This week 32 apprentice chefs from all over Australia have participated in a truly life-changing experience – the 2019 Proud to Be a Chef mentoring program.

The four days of culinary experiences, workshops, masterclasses with industry leaders and mentors, and dining at prominent restaurants culminated in a cook-off at William Angliss College and a gala event on the final night in which several finalists were honoured with special awards.

The recipient of this year’s Proud to Be a Chef International Culinary Scholarship, valued at $7,500 and tailored to the winner’s personal interests and goals as a professional chef, was awarded to Joel Noble from Quality Training and Hospitality College and soon to be at Brae Restaurant.

Upon presenting the award, Proud to Be a Chef mentor and Anchor Food Professionals Executive Chef Peter Wright said, “Joel is a fine young man who displayed incredible enthusiasm and spirit throughout the program.

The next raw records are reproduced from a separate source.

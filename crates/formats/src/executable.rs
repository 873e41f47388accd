//! Support for console and handheld executables: XEX2 images and N-Gage installers.

use cartouche_core::prelude::*;

use crate::strategy::FieldReader;

/// Adds support for Xbox 360 executables. This struct is stateless, and is merely a namespace.
///
/// # Format
/// XEX2 is one of the few big-endian headers in the registry, matching the console's PowerPC
/// heritage.
///
/// | Offset | Field | Type | Notes |
/// |---|---|---|---|
/// | 0x0 | Magic | u8\[4\] | `XEX2` |
/// | 0x4 | Module flags | u32 (BE) | See [`XexModuleFlags`] |
/// | 0x8 | Header size | u32 (BE) | |
/// | 0x10 | Image size | u32 (BE) | |
pub struct Xex;

impl Xex {
    /// Unique identifier that tells us if we're reading an XEX2 executable.
    pub const MAGIC: [u8; 4] = *b"XEX2";

    pub(crate) fn parse(reader: &mut FieldReader<'_>) -> Option<Payload> {
        Some(Payload::Xex(Xex2 {
            module_flags: XexModuleFlags::from_bits_retain(reader.u32_at(4, Endian::Big)),
            header_size: reader.u32_at(8, Endian::Big),
            image_size: reader.u32_at(0x10, Endian::Big),
        }))
    }
}

/// Adds support for N-Gage installer images. This struct is stateless, and is merely a namespace.
///
/// Symbian E32 images open with three little-endian UIDs; UID1 is fixed per file kind and is the
/// gate here. UID2 narrows the image type and UID3 names the application, so all three are worth
/// reporting.
pub struct Nge;

impl Nge {
    /// Symbian OS UID1 for executable images.
    pub const UID1: u32 = 0x1000_0419;
    /// UID1 as it appears on disk.
    pub const MAGIC: [u8; 4] = Self::UID1.to_le_bytes();

    pub(crate) fn parse(reader: &mut FieldReader<'_>) -> Option<Payload> {
        Some(Payload::Nge(SymbianImage {
            uid1: reader.u32_at(0, Endian::Little),
            uid2: reader.u32_at(4, Endian::Little),
            uid3: reader.u32_at(8, Endian::Little),
        }))
    }
}
use std::path::PathBuf;

use clap::{Args, Parser, Subcommand};

#[derive(Parser)]
#[command(
    name = "binres",
    about = "binres -- binary content stored by partition and URI",
    version,
)]
pub struct Cli {
    #[command(subcommand)]
    pub command: Command,

    /// Resolver configuration (TOML with a [partitions] table)
    #[arg(short, long, global = true, default_value = "binres.toml")]
    pub config: PathBuf,

    #[arg(short, long, global = true)]
    pub verbose: bool,

    #[arg(long, global = true, default_value = "text")]
    pub format: OutputFormat,
}

#[derive(Clone, Debug, clap::ValueEnum)]
pub enum OutputFormat {
    Text,
    Json,
}

#[derive(Subcommand)]
pub enum Command {
    /// Check whether content is stored
    Exists(TargetArgs),
    /// Write stored content to stdout or a file
    Get(GetArgs),
    /// Store content from stdin or a file
    Put(PutArgs),
    /// Remove stored content
    Purge(TargetArgs),
    /// List the URI schemes served
    Schemes,
    /// List configured partitions and their roots
    Partitions,
}

#[derive(Args)]
pub struct TargetArgs {
    pub partition: String,
    pub identifier: String,
}

#[derive(Args)]
pub struct GetArgs {
    pub partition: String,
    pub identifier: String,
    /// Write to this file instead of stdout
    #[arg(short, long)]
    pub output: Option<PathBuf>,
}

#[derive(Args)]
pub struct PutArgs {
    pub partition: String,
    /// Target identifier; a fresh `file:` identifier is minted if omitted
    pub identifier: Option<String>,
    /// Read from this file instead of stdin
    #[arg(short, long)]
    pub input: Option<PathBuf>,
}
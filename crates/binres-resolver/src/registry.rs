use std::collections::BTreeMap;
use std::io::Read;
use std::sync::Arc;

use tracing::debug;

use binres_types::{ContentId, PartitionName};

use crate::error::{ResolverError, ResolverResult};
use crate::traits::{ContentStream, Resolver};

/// Routes identifiers to the backend that declares their URI scheme.
///
/// Built once from a fixed list of backends and immutable afterwards, so it
/// can be shared across threads without locking.
#[derive(Clone, Default)]
pub struct ResolverRegistry {
    by_scheme: BTreeMap<String, Arc<dyn Resolver>>,
}

impl ResolverRegistry {
    /// Build a registry. Fails if two backends declare the same scheme.
    pub fn new(resolvers: impl IntoIterator<Item = Arc<dyn Resolver>>) -> ResolverResult<Self> {
        let mut by_scheme: BTreeMap<String, Arc<dyn Resolver>> = BTreeMap::new();
        for resolver in resolvers {
            for scheme in resolver.uri_schemes() {
                if by_scheme.contains_key(&scheme) {
                    return Err(ResolverError::DuplicateScheme(scheme));
                }
                debug!(%scheme, "resolver registered");
                by_scheme.insert(scheme, Arc::clone(&resolver));
            }
        }
        Ok(Self { by_scheme })
    }

    /// The backend responsible for `identifier`.
    pub fn resolver_for(&self, identifier: &ContentId) -> ResolverResult<&Arc<dyn Resolver>> {
        self.by_scheme
            .get(identifier.scheme())
            .ok_or_else(|| ResolverError::UnsupportedScheme {
                scheme: identifier.scheme().to_string(),
                identifier: identifier.to_string(),
            })
    }

    /// All registered schemes, sorted.
    pub fn schemes(&self) -> impl Iterator<Item = &str> {
        self.by_scheme.keys().map(String::as_str)
    }

    pub fn exists(&self, partition: &PartitionName, identifier: &ContentId) -> ResolverResult<bool> {
        self.resolver_for(identifier)?.exists(partition, identifier)
    }

    pub fn get_content(
        &self,
        partition: &PartitionName,
        identifier: &ContentId,
    ) -> ResolverResult<Option<ContentStream>> {
        self.resolver_for(identifier)?.get_content(partition, identifier)
    }

    pub fn set_content(
        &self,
        partition: &PartitionName,
        identifier: &ContentId,
        content: &mut dyn Read,
    ) -> ResolverResult<()> {
        self.resolver_for(identifier)?
            .set_content(partition, identifier, content)
    }

    pub fn purge_content(
        &self,
        partition: &PartitionName,
        identifier: &ContentId,
    ) -> ResolverResult<()> {
        self.resolver_for(identifier)?
            .purge_content(partition, identifier)
    }
}

impl std::fmt::Debug for ResolverRegistry {
    fn fmt(&self, f: &mut std::fmt::Formatter<'_>) -> std::fmt::Result {
        f.debug_struct("ResolverRegistry")
            .field("schemes", &self.by_scheme.keys().collect::<Vec<_>>())
            .finish()
    }
}
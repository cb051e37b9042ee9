use std::collections::{BTreeMap, BTreeSet, HashMap};
use std::io::{Cursor, Read};
use std::sync::RwLock;

use bytes::Bytes;
use tracing::debug;

use binres_types::{ContentId, PartitionName, UploadSessionId};

use crate::error::{ResolverError, ResolverResult};
use crate::multipart::UploadSessions;
use crate::traits::{CompletedUpload, ContentStream, PartDigest, Resolver};

/// URI scheme served by [`InMemoryResolver`].
pub const MEMORY_SCHEME: &str = "mem";

type PayloadKey = (PartitionName, String);

/// In-memory, HashMap-based resolver with multipart support.
///
/// Intended for tests and embedding. The partition set is fixed at
/// construction. Payloads are held behind a `RwLock`; a write reads its
/// input to the end before taking the lock, so a failing input stream never
/// disturbs the stored payload.
pub struct InMemoryResolver {
    partitions: BTreeSet<PartitionName>,
    payloads: RwLock<HashMap<PayloadKey, Bytes>>,
    uploads: UploadSessions,
}

impl InMemoryResolver {
    /// Create a resolver serving exactly `partitions`.
    pub fn new(partitions: impl IntoIterator<Item = PartitionName>) -> Self {
        Self {
            partitions: partitions.into_iter().collect(),
            payloads: RwLock::new(HashMap::new()),
            uploads: UploadSessions::new(),
        }
    }

    /// Number of payloads currently stored across all partitions.
    pub fn len(&self) -> usize {
        self.payloads.read().expect("lock poisoned").len()
    }

    /// Returns `true` if nothing is stored.
    pub fn is_empty(&self) -> bool {
        self.len() == 0
    }

    /// Total bytes across all stored payloads.
    pub fn total_bytes(&self) -> u64 {
        self.payloads
            .read()
            .expect("lock poisoned")
            .values()
            .map(|b| b.len() as u64)
            .sum()
    }

    fn key(&self, partition: &PartitionName, identifier: &ContentId) -> ResolverResult<PayloadKey> {
        self.ensure_scheme(identifier)?;
        if !self.partitions.contains(partition) {
            return Err(ResolverError::UnknownPartition(partition.to_string()));
        }
        Ok((partition.clone(), identifier.scheme_specific_part().to_string()))
    }

    fn store(&self, key: PayloadKey, data: Bytes) {
        let size = data.len();
        self.payloads.write().expect("lock poisoned").insert(key, data);
        debug!(size, "memory payload stored");
    }
}

impl Resolver for InMemoryResolver {
    fn exists(&self, partition: &PartitionName, identifier: &ContentId) -> ResolverResult<bool> {
        let key = self.key(partition, identifier)?;
        Ok(self.payloads.read().expect("lock poisoned").contains_key(&key))
    }

    fn get_content(
        &self,
        partition: &PartitionName,
        identifier: &ContentId,
    ) -> ResolverResult<Option<ContentStream>> {
        let key = self.key(partition, identifier)?;
        let payloads = self.payloads.read().expect("lock poisoned");
        Ok(payloads
            .get(&key)
            .cloned()
            .map(|data| Box::new(Cursor::new(data)) as ContentStream))
    }

    fn set_content(
        &self,
        partition: &PartitionName,
        identifier: &ContentId,
        content: &mut dyn Read,
    ) -> ResolverResult<()> {
        let key = self.key(partition, identifier)?;
        let mut buf = Vec::new();
        content.read_to_end(&mut buf)?;
        self.store(key, Bytes::from(buf));
        Ok(())
    }

    fn purge_content(
        &self,
        partition: &PartitionName,
        identifier: &ContentId,
    ) -> ResolverResult<()> {
        let key = self.key(partition, identifier)?;
        self.payloads.write().expect("lock poisoned").remove(&key);
        Ok(())
    }

    fn uri_schemes(&self) -> BTreeSet<String> {
        BTreeSet::from([MEMORY_SCHEME.to_string()])
    }

    fn supports_multipart_upload(&self) -> bool {
        true
    }

    fn initiate_upload(
        &self,
        partition: &PartitionName,
        identifier: &ContentId,
        mime_type: &str,
    ) -> ResolverResult<UploadSessionId> {
        self.key(partition, identifier)?;
        Ok(self
            .uploads
            .open(partition.clone(), identifier.clone(), mime_type))
    }

    fn upload_part(
        &self,
        session_id: &str,
        part_number: u32,
        content: &mut dyn Read,
    ) -> ResolverResult<PartDigest> {
        self.uploads.put_part(session_id, part_number, content)
    }

    fn list_parts(&self, session_id: &str) -> ResolverResult<BTreeMap<u32, PartDigest>> {
        self.uploads.parts(session_id)
    }

    fn complete_upload(
        &self,
        session_id: &str,
        manifest: &BTreeMap<u32, PartDigest>,
    ) -> ResolverResult<CompletedUpload> {
        self.uploads.complete_with(session_id, manifest, |assembled| {
            let key = self.key(&assembled.partition, &assembled.identifier)?;
            debug!(mime_type = %assembled.mime_type, "committing multipart payload");
            self.store(key, assembled.payload.clone());
            Ok(())
        })
    }

    fn abort_upload(&self, session_id: &str) -> ResolverResult<()> {
        self.uploads.abort(session_id)
    }

    fn upload_session_exists(&self, session_id: &str) -> ResolverResult<bool> {
        Ok(self.uploads.is_open(session_id))
    }
}

impl std::fmt::Debug for InMemoryResolver {
    fn fmt(&self, f: &mut std::fmt::Formatter<'_>) -> std::fmt::Result {
        f.debug_struct("InMemoryResolver")
            .field("partitions", &self.partitions)
            .field("payload_count", &self.len())
            .field("open_uploads", &self.uploads.len())
            .finish()
    }
}

#[cfg(test)]
mod tests {
    use super::*;
    use proptest::prelude::*;
    use std::io::{self, Read};
    use std::sync::Arc;
    use std::thread;

    use crate::capability::MultipartOperation;

    fn partition() -> PartitionName {
        PartitionName::new("partition").unwrap()
    }

    fn resolver() -> InMemoryResolver {
        InMemoryResolver::new([partition(), PartitionName::new("archive").unwrap()])
    }

    fn mem(path: &str) -> ContentId {
        ContentId::parse(&format!("mem:{path}")).unwrap()
    }

    fn read_all(resolver: &InMemoryResolver, id: &ContentId) -> Vec<u8> {
        let mut stream = resolver
            .get_content(&partition(), id)
            .unwrap()
            .expect("content should be present");
        let mut out = Vec::new();
        stream.read_to_end(&mut out).unwrap();
        out
    }

    struct FailingReader {
        sent: bool,
    }

    impl Read for FailingReader {
        fn read(&mut self, buf: &mut [u8]) -> io::Result<usize> {
            if self.sent {
                return Err(io::Error::other("Expected error"));
            }
            self.sent = true;
            buf[..4].copy_from_slice(b"half");
            Ok(4)
        }
    }

    // -----------------------------------------------------------------------
    // Core content operations
    // -----------------------------------------------------------------------

    #[test]
    fn set_get_purge() {
        let r = resolver();
        let id = mem("doc.txt");
        assert!(!r.exists(&partition(), &id).unwrap());
        assert!(r.get_content(&partition(), &id).unwrap().is_none());

        r.set_content(&partition(), &id, &mut Cursor::new(b"A new file".to_vec()))
            .unwrap();
        assert!(r.exists(&partition(), &id).unwrap());
        assert_eq!(read_all(&r, &id), b"A new file");

        r.purge_content(&partition(), &id).unwrap();
        assert!(!r.exists(&partition(), &id).unwrap());
        r.purge_content(&partition(), &id).unwrap();
    }

    #[test]
    fn partitions_are_isolated() {
        let r = resolver();
        let archive = PartitionName::new("archive").unwrap();
        let id = mem("shared");
        r.set_content(&partition(), &id, &mut Cursor::new(b"one".to_vec()))
            .unwrap();
        assert!(!r.exists(&archive, &id).unwrap());
    }

    #[test]
    fn unknown_partition_and_scheme_fail() {
        let r = resolver();
        let other = PartitionName::new("elsewhere").unwrap();
        assert!(matches!(
            r.exists(&other, &mem("x")),
            Err(ResolverError::UnknownPartition(ref p)) if p == "elsewhere"
        ));
        let file = ContentId::parse("file:test.txt").unwrap();
        assert!(matches!(
            r.exists(&partition(), &file),
            Err(ResolverError::UnsupportedScheme { .. })
        ));
    }

    #[test]
    fn failed_write_keeps_previous_payload() {
        let r = resolver();
        let id = mem("doc.txt");
        r.set_content(&partition(), &id, &mut Cursor::new(b"old".to_vec()))
            .unwrap();
        let err = r
            .set_content(&partition(), &id, &mut FailingReader { sent: false })
            .unwrap_err();
        assert!(err.is_io());
        assert_eq!(read_all(&r, &id), b"old");
    }

    #[test]
    fn schemes_and_capability() {
        let r = resolver();
        assert_eq!(r.uri_schemes(), BTreeSet::from(["mem".to_string()]));
        assert!(r.supports_multipart_upload());
    }

    // -----------------------------------------------------------------------
    // Multipart
    // -----------------------------------------------------------------------

    #[test]
    fn multipart_lifecycle_commits_payload() {
        let r = resolver();
        let id = mem("big.bin");
        let session = r
            .initiate_upload(&partition(), &id, "application/octet-stream")
            .unwrap()
            .to_string();
        assert!(r.upload_session_exists(&session).unwrap());

        let d2 = r.upload_part(&session, 2, &mut Cursor::new(b"world".to_vec())).unwrap();
        let d1 = r.upload_part(&session, 1, &mut Cursor::new(b"hello ".to_vec())).unwrap();
        assert_eq!(
            r.list_parts(&session).unwrap(),
            BTreeMap::from([(1, d1.clone()), (2, d2.clone())])
        );
        assert!(!r.exists(&partition(), &id).unwrap());

        let done = r
            .complete_upload(&session, &BTreeMap::from([(1, d1), (2, d2)]))
            .unwrap();
        assert_eq!(done.partition, partition());
        assert_eq!(done.identifier, id);
        assert_eq!(done.size, 11);
        assert_eq!(read_all(&r, &id), b"hello world");
        assert!(!r.upload_session_exists(&session).unwrap());
        assert!(r.list_parts(&session).unwrap_err().is_session_not_found());
    }

    #[test]
    fn abort_discards_parts_and_leaves_target_untouched() {
        let r = resolver();
        let id = mem("big.bin");
        let session = r
            .initiate_upload(&partition(), &id, "text/plain")
            .unwrap()
            .to_string();
        r.upload_part(&session, 1, &mut Cursor::new(b"data".to_vec())).unwrap();
        r.abort_upload(&session).unwrap();

        assert!(!r.upload_session_exists(&session).unwrap());
        assert!(!r.exists(&partition(), &id).unwrap());
        assert!(r.abort_upload(&session).unwrap_err().is_session_not_found());
    }

    #[test]
    fn unknown_session_is_not_unsupported() {
        let r = resolver();
        let err = r
            .upload_part("test-identifier", 1, &mut Cursor::new(b"x".to_vec()))
            .unwrap_err();
        assert!(err.is_session_not_found());
        assert!(!err.is_unsupported());
        assert!(!r.upload_session_exists("test-identifier").unwrap());
    }

    #[test]
    fn initiate_validates_target() {
        let r = resolver();
        let other = PartitionName::new("elsewhere").unwrap();
        assert!(matches!(
            r.initiate_upload(&other, &mem("x"), "text/plain"),
            Err(ResolverError::UnknownPartition(_))
        ));
    }

    #[test]
    fn capable_backend_never_reports_unsupported() {
        let r = resolver();
        let manifest = BTreeMap::from([(1, "d".to_string())]);
        let errors = [
            r.upload_part("x", 1, &mut Cursor::new(Vec::new())).err(),
            r.list_parts("x").err(),
            r.complete_upload("x", &manifest).err(),
            r.abort_upload("x").err(),
        ];
        for (err, op) in errors.into_iter().zip(&MultipartOperation::ALL[1..]) {
            let err = err.expect("unknown session should fail");
            assert!(!err.is_unsupported(), "{op} reported unsupported");
        }
    }

    // -----------------------------------------------------------------------
    // Concurrency
    // -----------------------------------------------------------------------

    #[test]
    fn concurrent_writers_never_mix_payloads() {
        let r = Arc::new(resolver());
        let id = mem("contended");
        let payloads: Vec<Vec<u8>> = (0..8u8).map(|n| vec![n; 4096]).collect();

        let handles: Vec<_> = payloads
            .iter()
            .cloned()
            .map(|data| {
                let r = Arc::clone(&r);
                let id = id.clone();
                thread::spawn(move || {
                    r.set_content(&partition(), &id, &mut Cursor::new(data)).unwrap();
                })
            })
            .collect();
        for h in handles {
            h.join().expect("thread should not panic");
        }

        let stored = read_all(&r, &id);
        assert!(payloads.contains(&stored));
    }

    #[test]
    fn debug_format() {
        let r = resolver();
        let debug = format!("{r:?}");
        assert!(debug.contains("InMemoryResolver"));
        assert!(debug.contains("payload_count"));
    }

    proptest! {
        #[test]
        fn roundtrip_any_payload(path in "[a-z0-9/]{1,24}", data in proptest::collection::vec(any::<u8>(), 0..2048)) {
            let r = resolver();
            let id = mem(&path);
            r.set_content(&partition(), &id, &mut Cursor::new(data.clone())).unwrap();
            prop_assert!(r.exists(&partition(), &id).unwrap());
            prop_assert_eq!(read_all(&r, &id), data);
        }

        #[test]
        fn never_written_is_absent(path in "[a-z0-9/]{1,24}") {
            let r = resolver();
            prop_assert!(!r.exists(&partition(), &mem(&path)).unwrap());
        }
    }
}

His passion really shone through over the four days – he was really attentive across all aspects of the program, and his cook-off presentation of a perfectly cooked duck dish with beetroot sauce – very difficult to achieve in a such a limited timeframe – was exceptional.”

Best Savoury Dish at the cook-off event was awarded to Brandon Hardiman of Nineteen at the Star, Gold Coast for grilled John Dory with handmade ravioli accompanied by fresh ricotta and seafood foam.

Proud to Be a Chef mentor Christy Tania of Glace Artisanal said, “Brandon’s dish showcased kitchen skills, presentation, seasoning and flavour, and the overall texture and balance was perfect – it was beautifully cooked. The John Dory was delicately filleted and cooked so it was just a little translucent in the middle, and it was so well seasoned that if you’d had it in a restaurant it would be a game-changer that would guarantee a return visit.”

Best Sweet Dish was awarded to Tess Wilson from Glace Artisanal, Melbourne for a circular sponge filled with coffee crème patisserie and fresh mandarin segments, topped with a lace biscuit drizzled with mandarin sorbet and garnished with several dollops of mandarin puree.

Proud to Be a Chef mentor Scott Pickett of Pickett and Co. said, “It was beautiful to eat – the sponge was light and delicate and the combination of the sweet filling with the tart flavour of the mandarin created a lovely contrast. Tess herself was outstanding, as indeed were the entire group of finalists – a wonderful bunch of young cooks. I know we say that every year, but this year especially was a standout.”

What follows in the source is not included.